**** RECORDS TO USE ****

//! Wire protocol for the assistant's `/ws` endpoint
//!
//! Every frame is a JSON object discriminated by its `type` field. Outbound
//! frames are [`ClientMessage`]; inbound frames decode into [`Inbound`], which
//! keeps unrecognised types apart from malformed payloads so newer servers can
//! add message kinds without breaking older clients.

use serde::{Deserialize, Serialize};
use serde_json::Value;

use crate::core::ProtocolError;

/// Envelopes sent from the client to the server
#[derive(Debug, Clone, PartialEq, Eq, Serialize, Deserialize)]
#[serde(tag = "type", rename_all = "snake_case")]
pub enum ClientMessage {
    /// User input for the assistant
    Chat { message: String },
    /// Ask the server to reset its conversation history
    Clear,
}

impl ClientMessage {
    /// Build a chat envelope
    pub fn chat(message: impl Into<String>) -> Self {
        ClientMessage::Chat {
            message: message.into(),
        }
    }

    /// Serialize to the JSON text frame sent over the socket
    pub fn encode(&self) -> Result<String, serde_json::Error> {
        serde_json::to_string(self)
    }
}

/// Server status report (sent on connect and after a history reset)
#[derive(Debug, Clone, Default, PartialEq, Eq, Serialize, Deserialize)]
#[serde(default)]
pub struct StatusUpdate {
    pub provider: Option<String>,
    pub model: Option<String>,
    pub caching: bool,
    pub tools: Option<u64>,
    pub message: Option<String>,
}

/// Envelopes sent from the server to the client
#[derive(Debug, Clone, PartialEq, Eq, Serialize, Deserialize)]
#[serde(tag = "type", rename_all = "snake_case")]
pub enum ServerMessage {
    Status(StatusUpdate),
    /// Echo of the user's own chat input
    UserMessage { message: String },
    AssistantMessage {
        message: String,
        #[serde(default, skip_serializing_if = "Option::is_none")]
        tokens: Option<String>,
    },
    /// The backend is running a tool on behalf of the current request
    ToolProgress { message: String },
    Error { message: String },
}

/// Envelope `type` values this client understands
pub const KNOWN_TYPES: &[&str] = &[
    "status",
    "user_message",
    "assistant_message",
    "tool_progress",
    "error",
];

/// Result of decoding one inbound frame
#[derive(Debug, Clone, PartialEq, Eq)]
pub enum Inbound {
    Known(ServerMessage),
    /// Well-formed envelope with a `type` this client does not handle
    Unknown(String),
}

/// Decode an inbound text frame.
///
/// Unknown `type` values are not an error; non-JSON payloads, envelopes
/// without a string `type`, and known envelopes missing required fields are.
pub fn decode(text: &str) -> Result<Inbound, ProtocolError> {
    let value: Value = serde_json::from_str(text)?;
    let kind = value
        .get("type")
        .and_then(Value::as_str)
        .ok_or(ProtocolError::MissingType)?
        .to_owned();

    if !KNOWN_TYPES.contains(&kind.as_str()) {
        return Ok(Inbound::Unknown(kind));
    }

    serde_json::from_value(value)
        .map(Inbound::Known)
        .map_err(|e| ProtocolError::InvalidEnvelope {
            kind,
            reason: e.to_string(),
        })
}
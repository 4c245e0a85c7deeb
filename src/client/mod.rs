//! Connection layer: endpoint derivation, lifecycle state machine and the
//! Tokio WebSocket driver behind it.

pub mod connection;
pub mod endpoint;
pub mod socket;
pub mod state;

pub use connection::{
    ConnectionManager, ConnectionOptions, Connector, ReconnectTicket, SendOutcome, Transport,
    DEFAULT_RECONNECT_DELAY,
};
pub use endpoint::{websocket_url, SOCKET_PATH};
pub use socket::{ChannelTransport, ClientEvent, SocketConnector};
pub use state::ConnectionState;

****

REQUIREMENT
Up to and including the line with "pub fn encode(&self)", repeat the entries exactly, beginning at their first line.

SOLUTION TO THE PROBLEM
//! Wire protocol for the assistant's `/ws` endpoint
//!
//! Every frame is a JSON object discriminated by its `type` field. Outbound
//! frames are [`ClientMessage`]; inbound frames decode into [`Inbound`], which
//! keeps unrecognised types apart from malformed payloads so newer servers can
//! add message kinds without breaking older clients.

use serde::{Deserialize, Serialize};
use serde_json::Value;

use crate::core::ProtocolError;

/// Envelopes sent from the client to the server
#[derive(Debug, Clone, PartialEq, Eq, Serialize, Deserialize)]
#[serde(tag = "type", rename_all = "snake_case")]
pub enum ClientMessage {
    /// User input for the assistant
    Chat { message: String },
    /// Ask the server to reset its conversation history
    Clear,
}

impl ClientMessage {
    /// Build a chat envelope
    pub fn chat(message: impl Into<String>) -> Self {
        ClientMessage::Chat {
            message: message.into(),
        }
    }

    /// Serialize to the JSON text frame sent over the socket
    pub fn encode(&self) -> Result<String, serde_json::Error> {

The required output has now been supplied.